Now, I want to test my new version (the green slot) before I open traffic for canary testing. How do I do that?

The two previous use-cases required additional infrastructure components, like Azure Front Door or Application Gateway, which you only have to add for higher value it provides, such as traffic acceleration (Azure Front Door) and WAF (Azure Front Door and Application Gateway). If you don’t need any of this, you can still achieve the same result just by using API Management functionality and that’s what we will cover in this post.

Use APIM custom domain

When you create an Azure API Management service instance, Azure assigns a subdomain of azure-api.net to it (for example, foobar-apim.azure-api.net). Normally, in addition to the default domain, you can configure and expose your API Management endpoint using your custom domain name, such as api.foo-bar.com.

In my case, when I need to test the inactive infrastructure slot, I can configure an extra domain for APIM Gateway endpoint, for example api29cc67d2.foo-bar.org. With custom domain in place, I can implement [ (aka Control flow policy)](https://docs.microsoft.com/en-us/azure/api-management/api-management-advanced-policies?WT.mc_id=AZ-MVP-5003837#choose) and route all traffic coming from `api29cc67d2.foo-bar.com` host to the inactive backend.

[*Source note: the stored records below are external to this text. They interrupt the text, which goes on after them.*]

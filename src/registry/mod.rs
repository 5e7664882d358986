//! Code registry: the typed client interface, its HTTP and in-process
//! implementations, and the insertion-ordered store behind the bundled
//! server.

pub mod error;
pub mod http;
pub mod memory;
pub mod store;
pub mod types;

pub use error::RegistryError;
pub use http::HttpRegistry;
pub use memory::MemoryRegistry;
pub use store::CodeStore;
pub use types::{CodeId, CodeRecord, ErrorBody, IssueFailure, IssueReport};

use async_trait::async_trait;

/// Typed interface to the remote code registry. Every operation is a
/// single round-trip with no client-side retry; retry policy belongs to
/// the caller.
#[async_trait]
pub trait Registry: Send + Sync {
    /// Create a record for `text`; fails with `Conflict` if the text
    /// already exists
    async fn add(&self, text: &str) -> Result<CodeRecord, RegistryError>;

    /// All records, in insertion order
    async fn list(&self) -> Result<Vec<CodeRecord>, RegistryError>;

    /// Mark the record as confirmed (one-way); fails with `NotFound` if
    /// the id is unknown
    async fn confirm(&self, id: &CodeId) -> Result<CodeRecord, RegistryError>;

    /// Delete a record; fails with `Conflict` if the record is confirmed
    async fn remove(&self, id: &CodeId) -> Result<(), RegistryError>;

    /// Submit each text individually, collecting every failure by text
    /// rather than collapsing the batch into one aggregate error
    async fn add_batch(&self, texts: &[String]) -> IssueReport {
        let mut report = IssueReport::default();
        for text in texts {
            match self.add(text).await {
                Ok(record) => report.issued.push(record),
                Err(error) => report.failures.push(IssueFailure {
                    text: text.clone(),
                    error,
                }),
            }
        }
        report
    }
}
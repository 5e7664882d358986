//! HTTP client for the registry API

use async_trait::async_trait;
use reqwest::StatusCode;
use serde_json::json;
use tracing::debug;

use super::error::RegistryError;
use super::types::{CodeId, CodeRecord, ErrorBody};
use super::Registry;
use crate::config::RegistryClientConfig;

/// reqwest-backed implementation of [`Registry`]
pub struct HttpRegistry {
    base_url: String,
    http: reqwest::Client,
}

impl HttpRegistry {
    pub fn new(config: &RegistryClientConfig) -> Result<Self, RegistryError> {
        let http = reqwest::Client::builder()
            .timeout(config.timeout())
            .build()
            .map_err(|e| {
                RegistryError::Unavailable(format!("failed to build HTTP client: {}", e))
            })?;

        Ok(Self {
            base_url: config.base_url.trim_end_matches('/').to_string(),
            http,
        })
    }

    fn url(&self, path: &str) -> String {
        format!("{}{}", self.base_url, path)
    }

    /// Map a non-success response to the registry error taxonomy, keeping
    /// the server's error message when the body carries one.
    async fn error_from(response: reqwest::Response, context: &str) -> RegistryError {
        let status = response.status();
        let detail = response
            .json::<ErrorBody>()
            .await
            .map(|body| body.error)
            .unwrap_or_else(|_| format!("{} returned {}", context, status));

        match status {
            StatusCode::CONFLICT => RegistryError::Conflict(detail),
            StatusCode::NOT_FOUND => RegistryError::NotFound(detail),
            StatusCode::UNPROCESSABLE_ENTITY => RegistryError::Rejected(detail),
            _ => RegistryError::Unavailable(detail),
        }
    }

    fn transport(error: reqwest::Error) -> RegistryError {
        RegistryError::Unavailable(error.to_string())
    }
}

#[async_trait]
impl Registry for HttpRegistry {
    async fn add(&self, text: &str) -> Result<CodeRecord, RegistryError> {
        let response = self
            .http
            .post(self.url("/codes"))
            .json(&json!({ "text": text }))
            .send()
            .await
            .map_err(Self::transport)?;

        if !response.status().is_success() {
            return Err(Self::error_from(response, "add").await);
        }

        response
            .json()
            .await
            .map_err(|e| RegistryError::Unavailable(format!("malformed add response: {}", e)))
    }

    async fn list(&self) -> Result<Vec<CodeRecord>, RegistryError> {
        let response = self
            .http
            .get(self.url("/codes"))
            .send()
            .await
            .map_err(Self::transport)?;

        if !response.status().is_success() {
            return Err(Self::error_from(response, "list").await);
        }

        let records: Vec<CodeRecord> = response
            .json()
            .await
            .map_err(|e| RegistryError::Unavailable(format!("malformed list response: {}", e)))?;

        debug!(records = records.len(), "fetched registry records");
        Ok(records)
    }

    async fn confirm(&self, id: &CodeId) -> Result<CodeRecord, RegistryError> {
        let response = self
            .http
            .put(self.url("/codes/confirm"))
            .json(&json!({ "id": id.as_str() }))
            .send()
            .await
            .map_err(Self::transport)?;

        if !response.status().is_success() {
            return Err(Self::error_from(response, "confirm").await);
        }

        response
            .json()
            .await
            .map_err(|e| RegistryError::Unavailable(format!("malformed confirm response: {}", e)))
    }

    async fn remove(&self, id: &CodeId) -> Result<(), RegistryError> {
        let response = self
            .http
            .delete(self.url(&format!("/codes/{}", id)))
            .send()
            .await
            .map_err(Self::transport)?;

        if !response.status().is_success() {
            return Err(Self::error_from(response, "remove").await);
        }

        Ok(())
    }
}

#[cfg(test)]
mod tests {
    use super::*;
    use crate::config::RegistryClientConfig;

    #[test]
    fn test_base_url_is_normalized() {
        let config = RegistryClientConfig {
            base_url: "http://localhost:8321/".to_string(),
            timeout_secs: 5,
        };

        let client = HttpRegistry::new(&config).unwrap();
        assert_eq!(client.url("/codes"), "http://localhost:8321/codes");
    }

    #[tokio::test]
    async fn test_unreachable_registry_is_unavailable() {
        // Reserved TEST-NET-1 address; nothing listens there.
        let config = RegistryClientConfig {
            base_url: "http://192.0.2.1:9".to_string(),
            timeout_secs: 1,
        };

        let client = HttpRegistry::new(&config).unwrap();
        let error = client.list().await.unwrap_err();
        assert!(matches!(error, RegistryError::Unavailable(_)));
    }
}
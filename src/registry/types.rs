use serde::{Deserialize, Serialize};
use std::fmt;
use uuid::Uuid;

use super::error::RegistryError;

/// Opaque identifier assigned to a code record by the store on creation,
/// immutable thereafter.
#[derive(Debug, Clone, PartialEq, Eq, Hash, Serialize, Deserialize)]
#[serde(transparent)]
pub struct CodeId(String);

impl CodeId {
    /// Generate a fresh store-assigned identifier
    pub fn generate() -> Self {
        Self(Uuid::new_v4().to_string())
    }

    pub fn as_str(&self) -> &str {
        &self.0
    }
}

impl fmt::Display for CodeId {
    fn fmt(&self, f: &mut fmt::Formatter<'_>) -> fmt::Result {
        f.write_str(&self.0)
    }
}

impl From<String> for CodeId {
    fn from(value: String) -> Self {
        Self(value)
    }
}

impl From<&str> for CodeId {
    fn from(value: &str) -> Self {
        Self(value.to_string())
    }
}

/// A persisted code record. `text` is unique across all records; only the
/// one-way confirm transition mutates a record after creation.
#[derive(Debug, Clone, PartialEq, Eq, Serialize, Deserialize)]
pub struct CodeRecord {
    pub id: CodeId,
    pub text: String,
    pub confirmed: bool,
}

/// JSON error body used by the registry API
#[derive(Debug, Clone, Serialize, Deserialize)]
pub struct ErrorBody {
    pub error: String,
}

/// One failed submission within a batch
#[derive(Debug)]
pub struct IssueFailure {
    pub text: String,
    pub error: RegistryError,
}

/// Outcome of a bulk issue or import: per-text successes and failures
#[derive(Debug, Default)]
pub struct IssueReport {
    pub issued: Vec<CodeRecord>,
    pub failures: Vec<IssueFailure>,
}

impl IssueReport {
    /// Whether every submission succeeded
    pub fn is_clean(&self) -> bool {
        self.failures.is_empty()
    }
}

#[cfg(test)]
mod tests {
    use super::*;

    #[test]
    fn test_code_id_is_opaque_and_unique() {
        let a = CodeId::generate();
        let b = CodeId::generate();
        assert_ne!(a, b);
        assert_eq!(CodeId::from(a.as_str()), a);
    }

    #[test]
    fn test_record_serialization_shape() {
        let record = CodeRecord {
            id: CodeId::from("abc"),
            text: "CRATE-0001".to_string(),
            confirmed: false,
        };

        let json = serde_json::to_value(&record).unwrap();
        assert_eq!(json["id"], "abc");
        assert_eq!(json["text"], "CRATE-0001");
        assert_eq!(json["confirmed"], false);
    }
}
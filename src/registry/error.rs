//! Registry error types

use thiserror::Error;

use super::store::StoreError;

/// Error type for registry operations
#[derive(Error, Debug)]
pub enum RegistryError {
    /// The request conflicts with registry state: duplicate text on add,
    /// or deletion of a confirmed record
    #[error("registry conflict: {0}")]
    Conflict(String),

    /// No record matches the given id
    #[error("not found: {0}")]
    NotFound(String),

    /// The registry rejected the request as malformed
    #[error("registry rejected the request: {0}")]
    Rejected(String),

    /// Transport failure, timeout, or unexpected server response
    #[error("registry unavailable: {0}")]
    Unavailable(String),
}

impl From<StoreError> for RegistryError {
    fn from(error: StoreError) -> Self {
        let detail = error.to_string();
        match error {
            StoreError::DuplicateText { .. } => RegistryError::Conflict(detail),
            StoreError::ConfirmedImmutable { .. } => RegistryError::Conflict(detail),
            StoreError::NotFound { .. } => RegistryError::NotFound(detail),
            StoreError::EmptyText => RegistryError::Rejected(detail),
        }
    }
}
//! HTTP surface for the code registry

mod handlers;

use axum::routing::{delete, get, post, put};
use axum::Router;
use std::sync::Arc;
use tower_http::trace::TraceLayer;
use tracing::info;

use crate::config::ServerConfig;
use crate::error::{Result, ScanmarkError};
use crate::registry::CodeStore;

/// Registry HTTP server over an in-memory code store
pub struct RegistryServer {
    config: ServerConfig,
    store: Arc<CodeStore>,
}

impl RegistryServer {
    pub fn new(config: ServerConfig, store: Arc<CodeStore>) -> Self {
        Self { config, store }
    }

    /// Build the API router; exposed separately so tests can drive it
    /// without binding a socket.
    pub fn router(store: Arc<CodeStore>) -> Router {
        Router::new()
            .route("/codes", post(handlers::add_code))
            .route("/codes", get(handlers::list_codes))
            .route("/codes/confirm", put(handlers::confirm_code))
            .route("/codes/:id", delete(handlers::remove_code))
            .route("/healthz", get(handlers::health))
            .layer(TraceLayer::new_for_http())
            .with_state(store)
    }

    /// Bind and serve until the process exits
    pub async fn serve(&self) -> Result<()> {
        let app = Self::router(Arc::clone(&self.store));
        let addr = format!("{}:{}", self.config.ip, self.config.port);

        let listener = tokio::net::TcpListener::bind(&addr)
            .await
            .map_err(|e| ScanmarkError::server(format!("failed to bind {}: {}", addr, e)))?;

        info!("registry server listening on {}", addr);

        axum::serve(listener, app)
            .await
            .map_err(|e| ScanmarkError::server(format!("server error: {}", e)))?;

        Ok(())
    }
}
use chrono::{DateTime, Utc};
use serde::{Deserialize, Serialize};
use tokio::sync::broadcast;
use tracing::{debug, info, warn};

/// Events emitted by a scanning session for the presentation layer
#[derive(Debug, Clone, Serialize, Deserialize)]
pub enum SessionEvent {
    /// A detected code was matched against the registry and confirmed
    Confirmed {
        text: String,
        timestamp: DateTime<Utc>,
    },
    /// A detected code was already confirmed, either earlier in this
    /// session or while its confirmation was still in flight
    Duplicate {
        text: String,
        timestamp: DateTime<Utc>,
    },
    /// A detected code has no record in the registry
    Unknown {
        text: String,
        timestamp: DateTime<Utc>,
    },
    /// A confirmation round-trip failed; the code is retried on its next
    /// detection
    ConfirmFailed {
        text: String,
        error: String,
        timestamp: DateTime<Utc>,
    },
    /// The decoder reported a fault for one frame; the session continues
    DecodeFault {
        detail: String,
        timestamp: DateTime<Utc>,
    },
}

impl SessionEvent {
    /// Get the timestamp of the event
    pub fn timestamp(&self) -> DateTime<Utc> {
        match self {
            SessionEvent::Confirmed { timestamp, .. } => *timestamp,
            SessionEvent::Duplicate { timestamp, .. } => *timestamp,
            SessionEvent::Unknown { timestamp, .. } => *timestamp,
            SessionEvent::ConfirmFailed { timestamp, .. } => *timestamp,
            SessionEvent::DecodeFault { timestamp, .. } => *timestamp,
        }
    }

    /// Get the event type as a string for filtering and logging
    pub fn event_type(&self) -> &'static str {
        match self {
            SessionEvent::Confirmed { .. } => "confirmed",
            SessionEvent::Duplicate { .. } => "duplicate",
            SessionEvent::Unknown { .. } => "unknown",
            SessionEvent::ConfirmFailed { .. } => "confirm_failed",
            SessionEvent::DecodeFault { .. } => "decode_fault",
        }
    }

    /// Get a human-readable description of the event
    pub fn description(&self) -> String {
        match self {
            SessionEvent::Confirmed { text, .. } => {
                format!("confirmed {}", text)
            }
            SessionEvent::Duplicate { text, .. } => {
                format!("duplicate scan of {}", text)
            }
            SessionEvent::Unknown { text, .. } => {
                format!("{} is not in the registry", text)
            }
            SessionEvent::ConfirmFailed { text, error, .. } => {
                format!("confirm failed for {}: {}", text, error)
            }
            SessionEvent::DecodeFault { detail, .. } => {
                format!("decoder fault: {}", detail)
            }
        }
    }
}

/// Broadcast bus carrying session events from the engine to any number of
/// observers. Publishing without subscribers is not an error; a scan
/// session must run headless.
pub struct EventBus {
    sender: broadcast::Sender<SessionEvent>,
}

impl EventBus {
    /// Create a new event bus with the specified channel capacity
    pub fn new(capacity: usize) -> Self {
        let (sender, _) = broadcast::channel(capacity);
        Self { sender }
    }

    /// Subscribe to events and get a receiver
    pub fn subscribe(&self) -> broadcast::Receiver<SessionEvent> {
        self.sender.subscribe()
    }

    /// Publish an event to all subscribers, returning how many received it
    pub fn publish(&self, event: SessionEvent) -> usize {
        match &event {
            SessionEvent::Confirmed { text, .. } => {
                info!("confirmed {}", text);
            }
            SessionEvent::ConfirmFailed { text, error, .. } => {
                warn!("confirm failed for {}: {}", text, error);
            }
            SessionEvent::DecodeFault { detail, .. } => {
                warn!("decoder fault: {}", detail);
            }
            _ => {
                debug!("event: {}", event.description());
            }
        }

        self.sender.send(event).unwrap_or(0)
    }

    /// Get the number of active subscribers
    pub fn subscriber_count(&self) -> usize {
        self.sender.receiver_count()
    }
}

impl Clone for EventBus {
    fn clone(&self) -> Self {
        Self {
            sender: self.sender.clone(),
        }
    }
}
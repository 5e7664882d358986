//! GStreamer-backed camera detection source with per-frame code decoding

use async_trait::async_trait;
use tokio::sync::mpsc;
use tokio_util::sync::CancellationToken;
#[cfg(target_os = "linux")]
use tracing::{debug, info, trace};
#[cfg(not(target_os = "linux"))]
use tracing::{debug, warn};

use super::{DecodeEvent, DecodeStream, DetectError, DetectionSource, DeviceDescriptor};
use crate::config::ScannerConfig;

#[cfg(target_os = "linux")]
use gstreamer::prelude::*;
#[cfg(target_os = "linux")]
use gstreamer::Pipeline;
#[cfg(target_os = "linux")]
use gstreamer_app::AppSink;

/// Highest v4l2 device index probed during enumeration
#[cfg(target_os = "linux")]
const PROBE_LIMIT: u32 = 10;

/// Camera-backed detection source: MJPEG capture via a GStreamer v4l2
/// pipeline, one decode attempt per frame.
pub struct CameraSource {
    config: ScannerConfig,
}

impl CameraSource {
    pub fn new(config: ScannerConfig) -> Self {
        Self { config }
    }

    #[cfg(target_os = "linux")]
    fn pipeline_description(&self, device: &DeviceDescriptor) -> String {
        format!(
            "v4l2src device={} io-mode=mmap do-timestamp=true ! \
             image/jpeg,framerate={}/1 ! \
             queue max-size-buffers=4 leaky=downstream ! \
             appsink name=sink sync=false max-buffers=4 drop=true emit-signals=false",
            device.path,
            self.config.fps.max(1)
        )
    }

    #[cfg(target_os = "linux")]
    async fn start_capture(&self, device: &DeviceDescriptor) -> Result<DecodeStream, DetectError> {
        let capture_error = |details: String| DetectError::Capture {
            device: device.path.clone(),
            details,
        };

        gstreamer::init()
            .map_err(|e| capture_error(format!("failed to initialize GStreamer: {}", e)))?;

        let description = self.pipeline_description(device);
        info!("creating capture pipeline: {}", description);

        let pipeline = gstreamer::parse::launch(&description)
            .map_err(|e| capture_error(format!("failed to create pipeline: {}", e)))?
            .downcast::<Pipeline>()
            .map_err(|_| capture_error("failed to downcast to Pipeline".to_string()))?;

        let appsink = pipeline
            .by_name("sink")
            .ok_or_else(|| capture_error("appsink missing from pipeline".to_string()))?
            .downcast::<AppSink>()
            .map_err(|_| capture_error("failed to downcast to AppSink".to_string()))?;

        let (sample_tx, mut sample_rx) = mpsc::unbounded_channel();
        appsink.set_callbacks(
            gstreamer_app::AppSinkCallbacks::builder()
                .new_sample(move |appsink| {
                    let sample = appsink
                        .pull_sample()
                        .map_err(|_| gstreamer::FlowError::Eos)?;
                    let _ = sample_tx.send(sample);
                    Ok(gstreamer::FlowSuccess::Ok)
                })
                .build(),
        );

        pipeline
            .set_state(gstreamer::State::Playing)
            .map_err(|e| capture_error(format!("failed to start pipeline: {}", e)))?;

        info!("camera capture started on {}", device.path);

        let (tx, rx) = mpsc::channel(32);
        let cancel = CancellationToken::new();
        let token = cancel.clone();
        let device_path = device.path.clone();

        let task = tokio::spawn(async move {
            loop {
                tokio::select! {
                    _ = token.cancelled() => break,
                    sample = sample_rx.recv() => {
                        let Some(sample) = sample else { break };
                        let event = decode_sample(&sample);
                        if tx.send(event).await.is_err() {
                            break;
                        }
                    }
                }
            }

            // Releases the camera on every exit path
            let _ = pipeline.set_state(gstreamer::State::Null);
            debug!("capture loop for {} stopped", device_path);
        });

        Ok(DecodeStream::new(rx, cancel, Some(task)))
    }

    /// Capture loop when camera hardware support is unavailable on this
    /// platform: emits idle frames at the configured rate.
    #[cfg(not(target_os = "linux"))]
    async fn start_capture(&self, device: &DeviceDescriptor) -> Result<DecodeStream, DetectError> {
        warn!("camera capture is only available on Linux; emitting idle frames");

        let frame_interval =
            std::time::Duration::from_millis(1000 / self.config.fps.max(1) as u64);
        let (tx, rx) = mpsc::channel(32);
        let cancel = CancellationToken::new();
        let token = cancel.clone();
        let device_path = device.path.clone();

        let task = tokio::spawn(async move {
            let mut ticker = tokio::time::interval(frame_interval);
            loop {
                tokio::select! {
                    _ = token.cancelled() => break,
                    _ = ticker.tick() => {
                        if tx.send(DecodeEvent::NoMatchThisFrame).await.is_err() {
                            break;
                        }
                    }
                }
            }
            debug!("mock capture loop for {} stopped", device_path);
        });

        Ok(DecodeStream::new(rx, cancel, Some(task)))
    }
}

#[async_trait]
impl DetectionSource for CameraSource {
    async fn enumerate_devices(&self) -> Result<Vec<DeviceDescriptor>, DetectError> {
        #[cfg(target_os = "linux")]
        {
            let mut devices = Vec::new();
            for index in 0..PROBE_LIMIT {
                let path = format!("/dev/video{}", index);
                if std::path::Path::new(&path).exists() {
                    devices.push(DeviceDescriptor {
                        index,
                        label: format!("v4l2 device {}", index),
                        path,
                    });
                }
            }

            if devices.is_empty() {
                return Err(DetectError::DeviceUnavailable);
            }

            debug!(devices = devices.len(), "enumerated capture devices");
            Ok(devices)
        }

        #[cfg(not(target_os = "linux"))]
        {
            Ok(vec![DeviceDescriptor {
                index: self.config.device_index,
                label: "mock camera".to_string(),
                path: "mock://camera".to_string(),
            }])
        }
    }

    async fn start(&self, device: &DeviceDescriptor) -> Result<DecodeStream, DetectError> {
        self.start_capture(device).await
    }
}

/// Extract the JPEG payload from a sample and attempt one decode
#[cfg(target_os = "linux")]
fn decode_sample(sample: &gstreamer::Sample) -> DecodeEvent {
    let Some(buffer) = sample.buffer() else {
        return DecodeEvent::Fault("sample contained no buffer".to_string());
    };

    let map = match buffer.map_readable() {
        Ok(map) => map,
        Err(e) => return DecodeEvent::Fault(format!("failed to map buffer: {}", e)),
    };

    decode_frame(map.as_slice())
}

/// Decode one MJPEG frame: JPEG → grayscale → QR grid detection
#[cfg(target_os = "linux")]
fn decode_frame(jpeg: &[u8]) -> DecodeEvent {
    let luma = match image::load_from_memory(jpeg) {
        Ok(frame) => frame.to_luma8(),
        Err(e) => return DecodeEvent::Fault(format!("frame decode failed: {}", e)),
    };

    let mut prepared = rqrr::PreparedImage::prepare(luma);
    let grids = prepared.detect_grids();
    let Some(grid) = grids.first() else {
        return DecodeEvent::NoMatchThisFrame;
    };

    match grid.decode() {
        Ok((_meta, text)) => {
            trace!(%text, "decoded code from frame");
            DecodeEvent::Matched(text)
        }
        Err(e) => DecodeEvent::Fault(format!("code decode failed: {}", e)),
    }
}
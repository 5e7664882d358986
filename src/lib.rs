pub mod config;
pub mod error;
pub mod events;
pub mod ledger;
pub mod registry;
pub mod detect;
pub mod session;
pub mod engine;
pub mod import;

#[cfg(feature = "server")]
pub mod server;

pub use config::ScanmarkConfig;
pub use error::{Result, ScanmarkError};
pub use events::{EventBus, SessionEvent};
pub use ledger::DedupLedger;
pub use registry::{
    CodeId, CodeRecord, HttpRegistry, IssueFailure, IssueReport, MemoryRegistry, Registry,
    RegistryError,
};
pub use detect::{DecodeEvent, DecodeStream, DetectError, DetectionSource, DeviceDescriptor};
pub use session::{CodeState, ScanSession};
pub use engine::{ReconciliationEngine, SessionSummary};
pub use import::import_file;

#[cfg(feature = "server")]
pub use server::RegistryServer;
use thiserror::Error;

use crate::detect::DetectError;
use crate::registry::error::RegistryError;
use crate::registry::store::StoreError;

#[derive(Error, Debug)]
pub enum ScanmarkError {
    #[error("Configuration error: {0}")]
    Config(#[from] config::ConfigError),

    #[error("IO error: {0}")]
    Io(#[from] std::io::Error),

    #[error("Serialization error: {0}")]
    Serialization(#[from] toml::ser::Error),

    #[error("Registry error: {0}")]
    Registry(#[from] RegistryError),

    #[error("Store error: {0}")]
    Store(#[from] StoreError),

    #[error("Detection error: {0}")]
    Detect(#[from] DetectError),

    #[error("Server error: {message}")]
    Server { message: String },
}

impl ScanmarkError {
    pub fn server<S: Into<String>>(message: S) -> Self {
        Self::Server {
            message: message.into(),
        }
    }
}

pub type Result<T> = std::result::Result<T, ScanmarkError>;
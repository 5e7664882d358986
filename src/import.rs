//! Bulk import of code texts from a line-oriented tabular file

use std::path::Path;
use tokio::fs;
use tracing::{info, warn};

use crate::error::Result;
use crate::registry::{IssueReport, Registry};

/// Extract code texts from tabular content: one record per non-empty
/// line, first comma-separated column.
pub fn parse_texts(content: &str) -> Vec<String> {
    content
        .lines()
        .filter_map(|line| line.split(',').next())
        .map(str::trim)
        .filter(|text| !text.is_empty())
        .map(str::to_owned)
        .collect()
}

/// Read a code list file and submit every text individually via the
/// registry. Failures are collected per text, never collapsed into one
/// aggregate error.
pub async fn import_file(path: impl AsRef<Path>, registry: &dyn Registry) -> Result<IssueReport> {
    let path = path.as_ref();
    let content = fs::read_to_string(path).await?;
    let texts = parse_texts(&content);

    info!(
        file = %path.display(),
        texts = texts.len(),
        "importing code texts"
    );

    let report = registry.add_batch(&texts).await;
    if !report.is_clean() {
        warn!(
            issued = report.issued.len(),
            failed = report.failures.len(),
            "import finished with failures"
        );
    }

    Ok(report)
}
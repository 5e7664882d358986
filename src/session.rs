use std::collections::HashMap;
use tracing::info;

use crate::ledger::DedupLedger;
use crate::registry::{CodeRecord, Registry, RegistryError};

/// Per-text confirmation state, scoped to one session. A text with no
/// entry has not been seen this session.
#[derive(Debug, Clone, PartialEq, Eq)]
pub enum CodeState {
    /// Decoded, but no record with this text exists in the registry
    SeenNotInRegistry,
    /// A confirm round-trip is in flight; at most one per text
    PendingConfirm,
    /// Confirm succeeded; terminal
    Confirmed,
    /// Confirm failed; the next detection retries the confirmation
    ConfirmFailed,
}

/// Mutable state owned by one scanning session: the record cache fetched
/// once at session start, the dedup ledger, and the per-text state
/// machine. Discarded at session end.
pub struct ScanSession {
    records: HashMap<String, CodeRecord>,
    states: HashMap<String, CodeState>,
    ledger: DedupLedger,
}

impl ScanSession {
    /// Fetch the registry's record list once and build the session cache.
    /// Records already confirmed seed the ledger when `seed_confirmed` is
    /// set, so codes from prior sessions report as duplicates up front.
    pub async fn bootstrap(
        registry: &dyn Registry,
        seed_confirmed: bool,
    ) -> Result<Self, RegistryError> {
        let records = registry.list().await?;
        Ok(Self::from_records(records, seed_confirmed))
    }

    pub fn from_records(records: Vec<CodeRecord>, seed_confirmed: bool) -> Self {
        let mut ledger = DedupLedger::new();
        let mut cache = HashMap::with_capacity(records.len());

        for record in records {
            if seed_confirmed && record.confirmed {
                ledger.add(record.text.clone());
            }
            cache.insert(record.text.clone(), record);
        }

        info!(
            records = cache.len(),
            seeded = ledger.len(),
            "scan session bootstrapped"
        );

        Self {
            records: cache,
            states: HashMap::new(),
            ledger,
        }
    }

    /// Cached record for a text, if the registry knows it
    pub fn record(&self, text: &str) -> Option<&CodeRecord> {
        self.records.get(text)
    }

    pub fn state(&self, text: &str) -> Option<&CodeState> {
        self.states.get(text)
    }

    pub fn set_state(&mut self, text: impl Into<String>, state: CodeState) {
        self.states.insert(text.into(), state);
    }

    pub fn ledger(&self) -> &DedupLedger {
        &self.ledger
    }

    pub fn ledger_mut(&mut self) -> &mut DedupLedger {
        &mut self.ledger
    }

    /// Apply a successful confirm: flip the cached record, record the text
    /// in the ledger, and move the state machine to its terminal state.
    pub fn apply_confirmed(&mut self, text: &str) {
        if let Some(record) = self.records.get_mut(text) {
            record.confirmed = true;
        }
        self.ledger.add(text.to_string());
        self.states.insert(text.to_string(), CodeState::Confirmed);
    }

    /// Number of texts with a confirm round-trip still in flight
    pub fn pending_confirms(&self) -> usize {
        self.states
            .values()
            .filter(|state| **state == CodeState::PendingConfirm)
            .count()
    }

    pub fn cached_records(&self) -> usize {
        self.records.len()
    }
}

Here is an implementation example:


<inbound>
    ...
    <choose>
        <when condition="@(context.Request.OriginalUrl.Host.Contains("api29cc67d2.foo-bar.com"))">
            <set-backend-service base-url="{{inactiveBackendUrl}}" />
        </when>
        <otherwise>
            <set-backend-service base-url="{{activeBackendUrl}}" />
        </otherwise>
    </choose>
    ...
</inbound>

where inactiveBackendUrl and activeBackendUrl are Named values, representing active and inactive back-end urls. As I described in this post, if you have a lot of APIs, then it might be a better solution to “compose” backend Url at the Global or Product level policy, store it into the context level variable and use it at the <set-backend-service...> at the API or operation level policy. This way, you orchestration logic will be stored at one place only.

Use Revisions

Another option is to use revisions. Revisions allow you to make changes to your APIs in a controlled and safe way. Each revision to your API can be accessed using a specially formed URL. Append ;rev={revisionNumber} at the end of your API URL, but before the query string, to access a specific revision of that API. For example, I might use this URL to access revision 2 of my foo API:

https://api.foo-bar.org/foo;rev=2

Then I can implement control flow policy and route all traffic containing rev= as prt of the url to the inactive backend.


<inbound>
    ...
    <choose>
        <when condition="@(context.Request.OriginalUrl.Url.Contains("rev="))">
            <set-backend-service base-url="{{inactiveBackendUrl}}" />
        </when>
        <otherwise>
            <set-backend-service base-url="{{activeBackendUrl}}" />
        </otherwise>
    </choose>
    ...
</inbound>

With this approach, when I want to test my inactive infrastructure, I need to create a new set of revisions for each API under test and use revision URLs in my tests.